Mendengar penelitian yang akan kulakukan, sebagian teman-temanku menyarankanku untuk memilih Pacitan sebagai lokasi. Pacinta, biasa kami pelesetkan seperti itu karena butuh kerja keras untuk hidup di sana, butuh cinta supaya betah disana, mungkin. Tapi kukatan, "Ini baru penelitian, belum ke penerapannya."
Sekilas terdengar menarik apa yang terjadi di Pacinta. Tanah berupa bukit-bukit karang tandus dan infrastruktur yang minim membuat Pacinta masuk ke trilogi kabupaten terbelakang di Pulau Jawa: Pacitan, Wonoobo, Wonosari atau disingkat menjadi Pawonsari. Aku pun membayangkan bagaimana hidup di sana, dalam keterbatasan entah ada listrik atau enggak, entah ada sinyal atau enggak karena aku baru merasakan situasi yang mungkin mirip dengan situasi Pacinta, Tulungagung.
Tulungagung, tepatnya di bagian pesisir, merupakan barisan bukit bekas perkebunan Belanda. Dua pekan yang lalu, aku mendaki gunung melewati lembah, sungai mengalir indah ke samudera, bersama teman bertualang. Memang, ada jalan yang sudah bagus beraspal hotmix, tapi sebagian besar masih jalan berbatu atau sudah beraspal tapi kualitas rendah, rusak. Yang kami rasakan dari kecamatan hingga ke pesisir hanyalah melihat hutan kelapa, ladang jagung, dan ladang ketela. Jenis tanahnya tanah kering yang hanya bisa dipanen setahun sekali untuk ladang. Aku tak bertanya kapan panen kelapa dilakukan.

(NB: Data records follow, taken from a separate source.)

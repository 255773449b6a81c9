//! Rasterization of point sets into masked grids.
//!
//! A [`SurfaceEstimator`] decides what value a cell gets; [`rasterize`] owns
//! everything else: point filtering, extent, the cell-count ceiling, boundary
//! masking, progress and cancellation.

mod extent;
mod idw;
mod index;
mod kde;

pub use idw::{idw, idw_surface, idw_surface_with, InverseDistance, DEFAULT_POWER, DEFAULT_SNAP_DISTANCE};
pub use kde::{density, density_with, gaussian_kernel, KernelDensity, KernelSupport};

use std::sync::atomic::{AtomicBool, AtomicUsize, Ordering};
use std::time::Instant;

use rayon::prelude::*;
use serde::{Deserialize, Serialize};
use tracing::debug;

use crate::boundary::{Boundary, RingRule};
use crate::error::{ensure_positive, Error, Result};
use crate::grid::{Grid, GridBounds};
use crate::point::{points_bounds, WeightedPoint};
use crate::proj::LocalProjection;

use extent::GridLayout;

/// Default ceiling on `width * height`.
pub const DEFAULT_MAX_CELLS: usize = 500_000;

/// Grid parameters shared by every estimator.
#[derive(Debug, Clone, Copy, PartialEq, Serialize, Deserialize)]
#[serde(rename_all = "camelCase", default)]
pub struct GridParams {
    /// Requested cell edge length in meters. Coarsened if the grid would exceed `max_cells`.
    pub cell_size: f64,
    /// Ceiling on the number of cells.
    pub max_cells: usize,
    /// How multiple boundary rings combine.
    pub ring_rule: RingRule,
    /// Distribute rows over the rayon thread pool.
    pub parallel: bool,
}

impl Default for GridParams {
    fn default() -> Self {
        Self { cell_size: 100.0, max_cells: DEFAULT_MAX_CELLS, ring_rule: RingRule::Any, parallel: true }
    }
}

impl GridParams {
    pub fn new(cell_size: f64) -> Self { Self { cell_size, ..Self::default() } }

    #[inline] pub fn with_max_cells(self, max_cells: usize) -> Self { Self { max_cells, ..self } }

    #[inline] pub fn with_ring_rule(self, ring_rule: RingRule) -> Self { Self { ring_rule, ..self } }

    #[inline] pub fn with_parallel(self, parallel: bool) -> Self { Self { parallel, ..self } }

    pub(crate) fn validate(&self) -> Result<()> {
        ensure_positive("cell_size", self.cell_size)?;
        if self.max_cells == 0 {
            return Err(Error::InvalidParameter { name: "max_cells", value: "0".into(), reason: "must be > 0" });
        }
        Ok(())
    }
}

/// A grid cell center in both planar meters and degrees.
#[derive(Debug, Clone, Copy, PartialEq)]
pub struct CellSample {
    pub x: f64,
    pub y: f64,
    pub lat: f64,
    pub lng: f64,
}

/// A strategy for assigning a value to each unmasked cell.
pub trait SurfaceEstimator {
    /// Grid parameters for this estimator.
    fn grid_params(&self) -> &GridParams;

    /// Reject invalid estimator parameters before any work is done.
    fn validate(&self) -> Result<()>;

    /// Margin in meters added around the point extent when no boundary is given.
    fn padding(&self, cell_size: f64) -> f64;

    /// Prepare per-pass state. `points` are already filtered to valid ones.
    fn bind<'a>(&'a self, points: &'a [WeightedPoint], projection: &LocalProjection) -> Box<dyn CellEstimator + 'a>;
}

/// Per-pass estimator state, queried once per unmasked cell from any thread.
pub trait CellEstimator: Sync {
    /// Value at a cell center; `None` leaves the cell masked.
    fn estimate(&self, cell: &CellSample) -> Option<f64>;
}

/// Row-level progress of a rasterization pass.
#[derive(Debug, Clone, Copy, PartialEq, Eq)]
pub struct Progress {
    pub rows_done: usize,
    pub rows_total: usize,
}

impl Progress {
    /// Completed fraction in `[0, 1]`.
    #[inline]
    pub fn fraction(&self) -> f64 {
        if self.rows_total == 0 { 1.0 } else { self.rows_done as f64 / self.rows_total as f64 }
    }
}

/// Optional hooks for long computations.
#[derive(Clone, Copy, Default)]
pub struct RasterOptions<'a> {
    /// Called once per finished row, possibly from a worker thread.
    pub progress: Option<&'a (dyn Fn(Progress) + Sync)>,
    /// Checked once per row; when set the computation stops with [`Error::Cancelled`].
    pub cancel: Option<&'a AtomicBool>,
}

/// Rasterize `points` with `estimator`, masking cells outside `boundary`.
///
/// Invalid points (non-finite coordinates, negative or non-finite weight) are
/// skipped. Returns [`Grid::empty`] when no valid point remains or when every
/// cell is masked.
pub fn rasterize<E: SurfaceEstimator + ?Sized>(
    points: &[WeightedPoint],
    boundary: Option<&Boundary>,
    estimator: &E,
    options: &RasterOptions,
) -> Result<Grid> {
    let params = estimator.grid_params();
    params.validate()?;
    estimator.validate()?;

    let started = Instant::now();
    let valid: Vec<WeightedPoint> = points.iter().filter(|p| p.is_valid()).copied().collect();
    if valid.len() < points.len() {
        debug!("skipped {} of {} points with missing coordinates or invalid weight", points.len() - valid.len(), points.len());
    }

    if valid.is_empty() {
        return Ok(Grid::empty(params.cell_size));
    }

    let Some(extent) = boundary.map(|b| *b.bbox()).or_else(|| points_bounds(&valid)) else {
        return Ok(Grid::empty(params.cell_size));
    };

    let projection = LocalProjection::centered_on(&extent);
    let layout = match boundary {
        Some(_) => GridLayout::fit(&projection, &extent, |_| 0.0, params.cell_size, params.max_cells)?,
        None => GridLayout::fit(&projection, &extent, |cell_size| estimator.padding(cell_size), params.cell_size, params.max_cells)?,
    };
    if layout.cells() == 0 {
        return Ok(Grid::empty(layout.cell_size));
    }
    debug!("rasterizing {} points onto {}x{} cells of {:.1} m", valid.len(), layout.width, layout.height, layout.cell_size);

    let cell_estimator = estimator.bind(&valid, &projection);
    let rows_done = AtomicUsize::new(0);

    let fill_row = |(row, cells): (usize, &mut [Option<f64>])| -> Result<()> {
        if options.cancel.is_some_and(|flag| flag.load(Ordering::Relaxed)) {
            return Err(Error::Cancelled);
        }

        let y = layout.row_center(row);
        for (col, slot) in cells.iter_mut().enumerate() {
            let x = layout.col_center(col);
            let (lat, lng) = projection.to_geo(x, y);
            if boundary.is_some_and(|b| !b.contains(lat, lng, params.ring_rule)) {
                continue;
            }
            *slot = cell_estimator.estimate(&CellSample { x, y, lat, lng });
        }

        let done = rows_done.fetch_add(1, Ordering::Relaxed) + 1;
        if let Some(progress) = options.progress {
            progress(Progress { rows_done: done, rows_total: layout.height });
        }
        Ok(())
    };

    let mut data = vec![None; layout.cells()];
    if params.parallel {
        data.par_chunks_mut(layout.width).enumerate().try_for_each(&fill_row)?;
    } else {
        data.chunks_mut(layout.width).enumerate().try_for_each(&fill_row)?;
    }

    let grid = Grid::from_cells(layout.width, layout.height, layout.cell_size, data, layout.bounds(&projection));
    debug!("rasterized {} unmasked cells in {:.2?}", grid.unmasked_count(), started.elapsed());
    Ok(grid)
}

impl GridLayout {
    /// Geographic rectangle covered by the full grid of cells.
    fn bounds(&self, projection: &LocalProjection) -> GridBounds {
        let (south, west) = projection.to_geo(self.min.x, self.max.y - self.height as f64 * self.cell_size);
        let (north, east) = projection.to_geo(self.min.x + self.width as f64 * self.cell_size, self.max.y);
        GridBounds { south, west, north, east }
    }
}

#[cfg(test)]
mod tests {
    use super::*;

    struct Constant(GridParams);

    struct Bound;

    impl CellEstimator for Bound {
        fn estimate(&self, _: &CellSample) -> Option<f64> { Some(1.0) }
    }

    impl SurfaceEstimator for Constant {
        fn grid_params(&self) -> &GridParams { &self.0 }
        fn validate(&self) -> Result<()> { Ok(()) }
        fn padding(&self, _: f64) -> f64 { 1_000.0 }
        fn bind<'a>(&'a self, _: &'a [WeightedPoint], _: &LocalProjection) -> Box<dyn CellEstimator + 'a> { Box::new(Bound) }
    }

    fn points() -> Vec<WeightedPoint> {
        vec![WeightedPoint::new(35.70, 51.40, 1.0), WeightedPoint::new(35.72, 51.43, 2.0)]
    }

    #[test]
    fn progress_reports_every_row() {
        let calls = AtomicUsize::new(0);
        let last = AtomicUsize::new(0);
        let progress = |p: Progress| {
            calls.fetch_add(1, Ordering::Relaxed);
            last.fetch_max(p.rows_done, Ordering::Relaxed);
            assert!(p.fraction() <= 1.0);
        };
        let options = RasterOptions { progress: Some(&progress), cancel: None };

        let grid = rasterize(&points(), None, &Constant(GridParams::new(250.0)), &options).unwrap();
        assert!(grid.height() > 0);
        assert_eq!(calls.load(Ordering::Relaxed), grid.height());
        assert_eq!(last.load(Ordering::Relaxed), grid.height());
    }

    #[test]
    fn cancelled_before_start() {
        let cancel = AtomicBool::new(true);
        let options = RasterOptions { progress: None, cancel: Some(&cancel) };
        let err = rasterize(&points(), None, &Constant(GridParams::new(250.0)), &options).unwrap_err();
        assert_eq!(err, Error::Cancelled);
    }

    #[test]
    fn invalid_grid_params() {
        for cell_size in [0.0, -5.0, f64::NAN, f64::INFINITY] {
            let err = rasterize(&points(), None, &Constant(GridParams::new(cell_size)), &RasterOptions::default()).unwrap_err();
            assert!(matches!(err, Error::InvalidParameter { name: "cell_size", .. }));
        }
        let params = GridParams::new(100.0).with_max_cells(0);
        assert!(rasterize(&points(), None, &Constant(params), &RasterOptions::default()).is_err());
    }

    #[test]
    fn padding_applies_without_boundary() {
        // 1 km of padding on each side around a single point
        let grid = rasterize(&points()[..1], None, &Constant(GridParams::new(100.0)), &RasterOptions::default()).unwrap();
        assert_eq!((grid.width(), grid.height()), (20, 20));
        assert_eq!(grid.unmasked_count(), 400);
    }

    #[test]
    fn bounds_enclose_points() {
        let grid = rasterize(&points(), None, &Constant(GridParams::new(100.0)), &RasterOptions::default()).unwrap();
        let b = grid.bounds().unwrap();
        for p in points() {
            assert!(b.south < p.lat && p.lat < b.north);
            assert!(b.west < p.lng && p.lng < b.east);
        }
    }

    #[test]
    fn serial_and_parallel_agree() {
        let serial = GridParams::new(100.0).with_parallel(false);
        let a = rasterize(&points(), None, &Constant(serial), &RasterOptions::default()).unwrap();
        let b = rasterize(&points(), None, &Constant(serial.with_parallel(true)), &RasterOptions::default()).unwrap();
        assert_eq!(a, b);
    }
}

Dalam perjalanan mencari permukiman warga, kami dipandu orang kelurahan. Aksesnya susah bukan main, hingga terdengar rintihan mobil yang kami tumpangi. "Krak, kratak kratak.." Di tengah perjalanan, kami berhenti untuk menyusuri jalan setapak. Motor pun tak bisa masuk karena harus melewati sungai yang meskipun kecil, tapi cukup terjal dan resiko banjir bandang dari atas. Sesampainya di permukiman warga, kami disambut dengan kepala dusun dengan bahasa khas Tulungagung yang tak dipahami kecuali aku seorang. Rumahnya sederhana, dari kayu. Tidak ada sinyal, listrik harus berhemat-hemat karena berasal dari kabel oloran rumah nun jauh di balik bukit. Uniknya, mereka tidak merasa miskin dengan kondisi yang demikian karena masih bisa makan meskipun hanya ketela.